//! Typed send/receive group over an [`OrderedQueue`].
//!
//! Each input is transformed into a `Result<O, E>`. Receiving walks the
//! results in send order and stops at the first error.

use std::fmt;
use std::future::Future;
use std::panic::AssertUnwindSafe;

use futures::FutureExt;

use crate::builder::Builder;
use crate::common::Bounded;
use crate::queue::OrderedQueue;

/// Sends inputs to be processed concurrently and receives their results in
/// send order.
///
/// Cloning the group yields another handle to the same pending results.
/// ```rust
/// use futures_limiter::Group;
///
/// tokio_test::block_on(async {
///     let group = Group::new(3, |n: u32| async move {
///         if n == 13 {
///             Err(format!("unlucky {}", n))
///         } else {
///             Ok(n + 1)
///         }
///     });
///     for n in [1, 2, 13, 4] {
///         group.send(n);
///     }
///
///     let mut received = Vec::new();
///     let result = group
///         .recv(true, |n| {
///             received.push(n);
///             Ok(())
///         })
///         .await;
///     assert_eq!(result, Err("unlucky 13".to_string()));
///     assert_eq!(received, vec![2, 3]);
///
///     // The result for `4` is still pending.
///     assert_eq!(group.pending(), 1);
///     group.drain().await;
///     assert_eq!(group.pending(), 0);
/// });
/// ```
pub struct Group<I, O, E> {
    queue: OrderedQueue<I, Result<O, E>>,
    name: &'static str,
}

impl<I, O, E> Group<I, O, E>
where
    I: Send + 'static,
    O: Send + 'static,
    E: Send + 'static,
{
    /// Creates a group running at most `limit` transforms at once.
    ///
    /// Panics if `limit` is 0 or if called outside of a tokio runtime.
    pub fn new<F, Fut>(limit: usize, transform: F) -> Self
    where
        F: Fn(I) -> Fut + Send + Sync + 'static,
        Fut: Future<Output = Result<O, E>> + Send + 'static,
    {
        Builder::new(limit).group(transform)
    }

    pub(crate) fn from_queue(queue: OrderedQueue<I, Result<O, E>>, name: &'static str) -> Self {
        Group { queue, name }
    }

    /// Queues `input` for processing. Never waits.
    pub fn send(&self, input: I) {
        self.queue.push(input);
    }
}

impl<I, O, E> Group<I, O, E> {
    /// Receives results in send order, handing each output to `on_result`.
    ///
    /// With `wait` set, waits for each result in turn until nothing is
    /// pending; otherwise stops at the first result that is not ready yet.
    ///
    /// Stops at the first failed result, or the first error returned by
    /// `on_result`, and returns it. Results after that one stay pending;
    /// call [`drain`](Group::drain) to discard them.
    pub async fn recv<C>(&self, wait: bool, mut on_result: C) -> Result<(), E>
    where
        C: FnMut(O) -> Result<(), E>,
    {
        if !wait {
            return self.try_recv(on_result);
        }
        while let Some(result) = self.queue.pop_wait().await {
            self.deliver(result, &mut on_result)?;
        }
        Ok(())
    }

    /// Receives every result that is ready right now, without waiting.
    ///
    /// Same as `recv(false, on_result)`.
    pub fn try_recv<C>(&self, mut on_result: C) -> Result<(), E>
    where
        C: FnMut(O) -> Result<(), E>,
    {
        while let Some(result) = self.queue.pop() {
            self.deliver(result, &mut on_result)?;
        }
        Ok(())
    }

    /// Waits for every pending result and discards it.
    ///
    /// When this returns no work sent before the call is still running and
    /// [`pending`](Group::pending) is zero, unless sends raced with it.
    /// Panics from discarded transforms are logged and swallowed.
    pub async fn drain(&self) {
        loop {
            match AssertUnwindSafe(self.queue.pop_wait()).catch_unwind().await {
                Ok(Some(_)) => {}
                Ok(None) => break,
                Err(_) => {
                    tracing::warn!(group = self.name, "discarding panicked result while draining");
                }
            }
        }
        tracing::trace!(group = self.name, "group drained");
    }

    /// The number of sent inputs whose results have not been received.
    pub fn pending(&self) -> usize {
        self.queue.len()
    }

    fn deliver<C>(&self, result: Result<O, E>, on_result: &mut C) -> Result<(), E>
    where
        C: FnMut(O) -> Result<(), E>,
    {
        match result {
            Ok(out) => on_result(out),
            Err(err) => {
                tracing::debug!(
                    group = self.name,
                    pending = self.pending(),
                    "stopping receive at failed result"
                );
                Err(err)
            }
        }
    }
}

impl<I, O, E> Bounded for Group<I, O, E> {
    fn limit(&self) -> usize {
        self.queue.limit()
    }

    fn in_flight(&self) -> usize {
        self.queue.in_flight()
    }
}

impl<I, O, E> Clone for Group<I, O, E> {
    fn clone(&self) -> Self {
        Group {
            queue: self.queue.clone(),
            name: self.name,
        }
    }
}

impl<I, O, E> fmt::Debug for Group<I, O, E> {
    fn fmt(&self, f: &mut fmt::Formatter<'_>) -> fmt::Result {
        f.debug_struct("Group")
            .field("name", &self.name)
            .field("pending", &self.pending())
            .field("limiter", self.queue.limiter())
            .finish()
    }
}
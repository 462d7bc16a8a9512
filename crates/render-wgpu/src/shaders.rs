//! Shader sources, served either from the embedded table or from a directory
//! on disk.

use std::borrow::Cow;
use std::path::{Path, PathBuf};

/// Vertex stage: `projection * view * model * position`, colour passed through.
pub const BODY_VERTEX: &str = "body.vert.wgsl";
/// Fragment stage: interpolated colour, unlit.
pub const BODY_FRAGMENT: &str = "body.frag.wgsl";

static EMBEDDED: &[(&str, &str)] = &[
    (BODY_VERTEX, include_str!("../shaders/body.vert.wgsl")),
    (BODY_FRAGMENT, include_str!("../shaders/body.frag.wgsl")),
];

/// Errors from loading shader sources.
#[derive(Debug, thiserror::Error)]
pub enum ShaderError {
    #[error("no embedded shader named {0:?}")]
    UnknownShader(String),
    #[error("failed to read shader {path}: {source}")]
    Io {
        path: PathBuf,
        #[source]
        source: std::io::Error,
    },
}

/// Where shader text comes from.
#[derive(Debug, Clone, Default)]
pub enum ShaderLibrary {
    /// Sources compiled into the binary.
    #[default]
    Embedded,
    /// `<dir>/<name>` on disk, read at load time.
    Directory(PathBuf),
}

impl ShaderLibrary {
    pub fn embedded() -> Self {
        Self::Embedded
    }

    pub fn from_dir(dir: impl AsRef<Path>) -> Self {
        Self::Directory(dir.as_ref().to_path_buf())
    }

    /// Names available in the embedded table.
    pub fn embedded_names() -> impl Iterator<Item = &'static str> {
        EMBEDDED.iter().map(|(name, _)| *name)
    }

    /// Load the source text of shader `name`.
    pub fn load(&self, name: &str) -> Result<Cow<'static, str>, ShaderError> {
        match self {
            Self::Embedded => EMBEDDED
                .iter()
                .find(|(n, _)| *n == name)
                .map(|(_, src)| Cow::Borrowed(*src))
                .ok_or_else(|| ShaderError::UnknownShader(name.to_string())),
            Self::Directory(dir) => {
                let path = dir.join(name);
                let source = std::fs::read_to_string(&path)
                    .map_err(|source| ShaderError::Io { path, source })?;
                Ok(Cow::Owned(source))
            }
        }
    }

    /// Short description of the source, for logs.
    pub fn origin(&self) -> String {
        match self {
            Self::Embedded => "embedded".into(),
            Self::Directory(dir) => dir.display().to_string(),
        }
    }
}
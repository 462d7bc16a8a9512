use crate::camera::LookAtCamera;
use orrery_kernel::SceneState;
use std::fmt::Write;

/// Renderer-agnostic interface. All renderers implement this trait.
///
/// The renderer reads scene state and a camera, then produces output.
/// It never advances the scene; the frame loop owns that.
pub trait Renderer {
    /// The output type produced by this renderer.
    type Output;

    /// Render one frame from the given scene state and camera.
    fn render(&self, scene: &SceneState, camera: &LookAtCamera) -> Self::Output;
}

/// Human-readable dump of the scene. Used by the CLI and in logs.
#[derive(Debug, Default)]
pub struct DebugTextRenderer;

impl DebugTextRenderer {
    pub fn new() -> Self {
        Self
    }
}

impl Renderer for DebugTextRenderer {
    type Output = String;

    fn render(&self, scene: &SceneState, camera: &LookAtCamera) -> String {
        let mut out = String::new();
        let _ = writeln!(
            out,
            "=== Scene (frame={}, day={:.4}) ===",
            scene.frame(),
            scene.day()
        );
        let target = scene.position(camera.target);
        let _ = writeln!(
            out,
            "Camera: eye=({:.1}, {:.1}, {:.1}) target={} ({:.2}, {:.2}, {:.2}) fov={:.0}",
            camera.eye.x,
            camera.eye.y,
            camera.eye.z,
            camera.target,
            target.x,
            target.y,
            target.z,
            camera.fov_y_degrees
        );
        for snap in scene.snapshot() {
            let p = snap.position;
            let _ = writeln!(
                out,
                "  {:<5} pos=({:.2}, {:.2}, {:.2}) spin={:.2}",
                snap.body.name(),
                p.x,
                p.y,
                p.z,
                snap.spin_deg
            );
        }
        out
    }
}
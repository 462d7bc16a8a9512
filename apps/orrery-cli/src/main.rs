use clap::{Parser, Subcommand};
use orrery_kernel::{Body, BodySnapshot, DEFAULT_DAY_STEP, DEFAULT_START_DAY, SceneState};
use orrery_render::{DebugTextRenderer, LookAtCamera, Renderer};
use serde::Serialize;
use tracing_subscriber::EnvFilter;

#[derive(Parser)]
#[command(name = "orrery-cli", about = "Headless tool for orrery scene inspection")]
struct Cli {
    /// Enable verbose logging
    #[arg(short, long)]
    verbose: bool,

    #[command(subcommand)]
    command: Commands,
}

#[derive(Subcommand)]
enum Commands {
    /// Print version and crate info
    Info,
    /// Advance the scene and print body positions
    Simulate {
        /// Number of frames to advance
        #[arg(short, long, default_value = "24")]
        frames: u64,
        /// Simulated day to start from
        #[arg(long, default_value_t = DEFAULT_START_DAY)]
        start_day: f64,
        /// Simulated days added per frame
        #[arg(long, default_value_t = DEFAULT_DAY_STEP)]
        day_step: f64,
        /// Print every Nth frame
        #[arg(short, long, default_value = "1")]
        every: u64,
        /// Body the camera looks at
        #[arg(long, default_value = "moon")]
        look_at: Body,
        /// Emit one JSON object per sample instead of text
        #[arg(long)]
        json: bool,
    },
}

/// One JSON line of `simulate --json` output.
#[derive(Serialize)]
struct Sample {
    frame: u64,
    day: f64,
    bodies: [BodySnapshot; 3],
}

fn main() -> anyhow::Result<()> {
    let cli = Cli::parse();

    let filter = if cli.verbose { "debug" } else { "info" };
    tracing_subscriber::fmt()
        .with_env_filter(EnvFilter::new(filter))
        .with_writer(std::io::stderr)
        .init();

    match cli.command {
        Commands::Info => {
            println!("orrery-cli v{}", env!("CARGO_PKG_VERSION"));
            println!("kernel: {}", orrery_kernel::crate_info());
            println!("render: {}", orrery_render::crate_info());
            println!("input: {}", orrery_input::crate_info());
            println!("capture: {}", orrery_capture::crate_info());
            let scene = SceneState::default();
            println!(
                "defaults: start_day={} day_step={:.6}",
                scene.day(),
                scene.day_step()
            );
        }
        Commands::Simulate {
            frames,
            start_day,
            day_step,
            every,
            look_at,
            json,
        } => {
            anyhow::ensure!(every > 0, "--every must be at least 1");
            let mut scene = SceneState::new(start_day, day_step)?;
            let camera = LookAtCamera::looking_at(look_at);
            let renderer = DebugTextRenderer::new();
            tracing::debug!(frames, start_day, day_step, "simulating");

            for _ in 0..frames {
                scene.advance();
                if scene.frame() % every != 0 {
                    continue;
                }
                if json {
                    let sample = Sample {
                        frame: scene.frame(),
                        day: scene.day(),
                        bodies: scene.snapshot(),
                    };
                    println!("{}", serde_json::to_string(&sample)?);
                } else {
                    print!("{}", renderer.render(&scene, &camera));
                }
            }
        }
    }

    Ok(())
}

TASK ITEM —
Read the data above. Pull out each line in which the string "SceneState" appears.

ANSWER SPACE —
use orrery_kernel::SceneState;
    fn render(&self, scene: &SceneState, camera: &LookAtCamera) -> Self::Output;
    fn render(&self, scene: &SceneState, camera: &LookAtCamera) -> String {
use orrery_kernel::{Body, BodySnapshot, DEFAULT_DAY_STEP, DEFAULT_START_DAY, SceneState};
            let scene = SceneState::default();
            let mut scene = SceneState::new(start_day, day_step)?;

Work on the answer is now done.